Being a group encompassing the state of South Carolina, SCWA is a paid, members-only organization. They hosted an excellent annual writer's conference which usually took place in Myrtle Beach. I attended two of them and would have attended three had my mother-in-law not become fatally ill and been hospitalized the weekend before. They published two of my short stories in their anthologies, Catfish Stew and The Petigru Review. I became the Charleston Chapter leader at one point and kept the job for two years before I passed it on. Our meetings were similar to WAWG meetings in that we would bring copies and read aloud.
I gave up SCWA during a five year writer's block that was getting me nowhere, but still attended meetings with WAWG occasionally, mostly to get out of the house and possibly hear a live song or two. Plus, the Barnes and Noble group was the less serious of the two, and we could always count on laughter.
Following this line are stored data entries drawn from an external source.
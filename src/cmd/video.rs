use anyhow::Result;

use jable_info::Config;

pub async fn cmd_video(config: &Config, code: &str) -> Result<()> {
    let service = super::build_service(config)?;
    let record = service.lookup(code).await?;
    println!("{}", serde_json::to_string_pretty(&record)?);
    Ok(())
}
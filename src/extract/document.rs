//! Minimal document query capability.
//!
//! The extractor only needs to select elements by rule and read their text or
//! attributes. [`DocumentQuery`] captures exactly that, so extraction can run
//! against a parsed [`HtmlDocument`] or a synthetic document in tests.

use scraper::{ElementRef, Html, Selector};

/// Which element a [`Rule`] resolves to.
#[derive(Debug, Clone, Copy, PartialEq, Eq)]
pub enum Target {
    /// The matched element itself.
    Matched,
    /// The parent element of the match.
    Parent,
}

/// A CSS selector plus the element it targets.
#[derive(Debug, Clone, Copy, PartialEq, Eq)]
pub struct Rule {
    pub selector: &'static str,
    pub target: Target,
}

impl Rule {
    #[must_use]
    pub const fn css(selector: &'static str) -> Self {
        Self {
            selector,
            target: Target::Matched,
        }
    }

    #[must_use]
    pub const fn parent_of(selector: &'static str) -> Self {
        Self {
            selector,
            target: Target::Parent,
        }
    }
}

/// Read-only queries over a document.
pub trait DocumentQuery {
    /// Whether any element matches `rule`.
    fn exists(&self, rule: Rule) -> bool;

    /// Trimmed text of the first element matching `rule`.
    fn text(&self, rule: Rule) -> Option<String>;

    /// Trimmed text of every element matching `rule`, in document order.
    fn texts(&self, rule: Rule) -> Vec<String>;

    /// Attribute value of the first element matching `rule`.
    fn attr(&self, rule: Rule, name: &str) -> Option<String>;
}

/// A parsed HTML document backed by `scraper`.
///
/// Not `Send`: parse, query and drop it without crossing an `.await`.
pub struct HtmlDocument {
    html: Html,
}

impl HtmlDocument {
    #[must_use]
    pub fn parse(source: &str) -> Self {
        Self {
            html: Html::parse_document(source),
        }
    }

    fn elements(&self, rule: Rule) -> Vec<ElementRef<'_>> {
        let Ok(selector) = Selector::parse(rule.selector) else {
            tracing::warn!("Invalid selector: {}", rule.selector);
            return Vec::new();
        };

        self.html
            .select(&selector)
            .filter_map(|el| match rule.target {
                Target::Matched => Some(el),
                Target::Parent => el.parent().and_then(ElementRef::wrap),
            })
            .collect()
    }

    fn first(&self, rule: Rule) -> Option<ElementRef<'_>> {
        self.elements(rule).into_iter().next()
    }
}

impl DocumentQuery for HtmlDocument {
    fn exists(&self, rule: Rule) -> bool {
        self.first(rule).is_some()
    }

    fn text(&self, rule: Rule) -> Option<String> {
        self.first(rule).map(|el| collect_text(el).trim().to_string())
    }

    fn texts(&self, rule: Rule) -> Vec<String> {
        self.elements(rule)
            .into_iter()
            .map(|el| collect_text(el).trim().to_string())
            .collect()
    }

    fn attr(&self, rule: Rule, name: &str) -> Option<String> {
        self.first(rule)
            .and_then(|el| el.value().attr(name))
            .map(str::to_string)
    }
}

fn collect_text(el: ElementRef<'_>) -> String {
    el.text().collect::<String>()
}
//! Tesseract TSV Parser
//!
//! Parses the tab-separated output of `tesseract ... tsv` into Tokens.
//!
//! Each row carries:
//! - `level` (1 page, 2 block, 3 paragraph, 4 line, 5 word)
//! - `page_num block_num par_num line_num word_num` grouping ordinals
//! - `left top width height` box in pixels
//! - `conf` (-1 on structural rows) and `text` (may be absent)
//!
//! All rows are returned; filtering belongs to line reconstruction.

use crate::errors::RecognitionError;
use crate::types::{BoundingBox, LineKey, Token};

const HEADER_PREFIX: &str = "level";
const MIN_COLUMNS: usize = 11;

/// Parse a complete TSV document
pub fn parse_tsv(tsv: &str) -> Result<Vec<Token>, RecognitionError> {
    let mut tokens = Vec::new();

    for (index, row) in tsv.lines().enumerate() {
        let row = row.trim_end_matches('\r');
        if row.trim().is_empty() || row.starts_with(HEADER_PREFIX) {
            continue;
        }
        tokens.push(parse_row(row, index + 1)?);
    }

    Ok(tokens)
}

fn parse_row(row: &str, line_number: usize) -> Result<Token, RecognitionError> {
    let columns: Vec<&str> = row.splitn(12, '\t').collect();
    if columns.len() < MIN_COLUMNS {
        return Err(RecognitionError::MalformedOutput(format!(
            "row {} has {} columns, expected at least {}",
            line_number,
            columns.len(),
            MIN_COLUMNS
        )));
    }

    let int = |i: usize, name: &str| -> Result<i32, RecognitionError> {
        columns[i].trim().parse::<i32>().map_err(|_| {
            RecognitionError::MalformedOutput(format!(
                "row {}: {} '{}' is not an integer",
                line_number, name, columns[i]
            ))
        })
    };
    let ordinal = |i: usize, name: &str| -> Result<u32, RecognitionError> {
        let value = int(i, name)?;
        u32::try_from(value).map_err(|_| {
            RecognitionError::MalformedOutput(format!(
                "row {}: {} {} is negative",
                line_number, name, value
            ))
        })
    };

    let page = ordinal(1, "page_num")?;
    let key = LineKey::new(
        ordinal(2, "block_num")?,
        ordinal(3, "par_num")?,
        ordinal(4, "line_num")?,
    );
    let word = ordinal(5, "word_num")?;
    let bbox = BoundingBox::checked_from_ltwh(
        int(6, "left")?,
        int(7, "top")?,
        int(8, "width")?,
        int(9, "height")?,
    )
    .ok_or_else(|| {
        RecognitionError::MalformedOutput(format!("row {}: box overflows", line_number))
    })?;
    let confidence = columns[10].trim().parse::<f32>().map_err(|_| {
        RecognitionError::MalformedOutput(format!(
            "row {}: conf '{}' is not a number",
            line_number, columns[10]
        ))
    })?;
    let text = columns.get(11).copied().unwrap_or_default();

    Ok(Token {
        text: text.to_string(),
        bbox,
        confidence,
        key,
        page,
        word,
    })
}
//! Token Recognizers
//!
//! This module provides the recognition layer: a decoded, deskewed page image
//! goes in, a flat and unordered list of word tokens comes out.
//!
//! ## Architecture
//!
//! ```text
//! GrayImage (deskewed, enhanced)
//!     ↓
//! [TokenRecognizer backend]
//!     ↓
//! Vec<Token> (structural rows included)
//!     ↓
//! [Line Reconstructor]
//! ```
//!
//! ## Available Recognizers
//!
//! - `TesseractRecognizer` - local tesseract binary, TSV output
//! - `ReplayRecognizer` - tokens captured earlier as JSON

pub mod replay;
pub mod signal;
pub mod tesseract;
pub mod traits;

// Re-export main types
pub use replay::ReplayRecognizer;
pub use signal::{CancelHandle, StopSignal};
pub use tesseract::TesseractRecognizer;
pub use traits::TokenRecognizer;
Coming back to SCWA, Austin, a young fellow who helped WAWG figure out how to Zoom in the early days, took over the Charleston Chapter of SCWA. They held an online, three-day conference in April that I did not attend, but was attended by two of the B&N group members. They both had glowing reviews of the conference and signed up as members. Since I have started writing again, I figured another writer's group couldn't hurt me either, so I rejoined as well.
I've only attended one meeting so far, but I must be honest and say I felt a bit cheated. Austin is a wonderful facilitator. He is able to articulate thoughtful questions and insights on the works presented in a way I've rarely heard from anyone. But the procedure calls for everyone to submit their work ahead of time for the participants to read on their own and then present their thoughts, suggestions, or comments about the others' pieces. I think the opinion was that there wouldn't be time for people to read aloud in the two hours allotted. As it was, Austin was about the only one with much constructive criticism to give and the meeting ended early. Guidelines asked the writers to hold to a word count of 2000 or less, although one writer submitted three full chapters of his new work. Mine was just under 1600 and none of the rest even came close. I think there would've been time for us to read aloud. As I said, I felt cheated.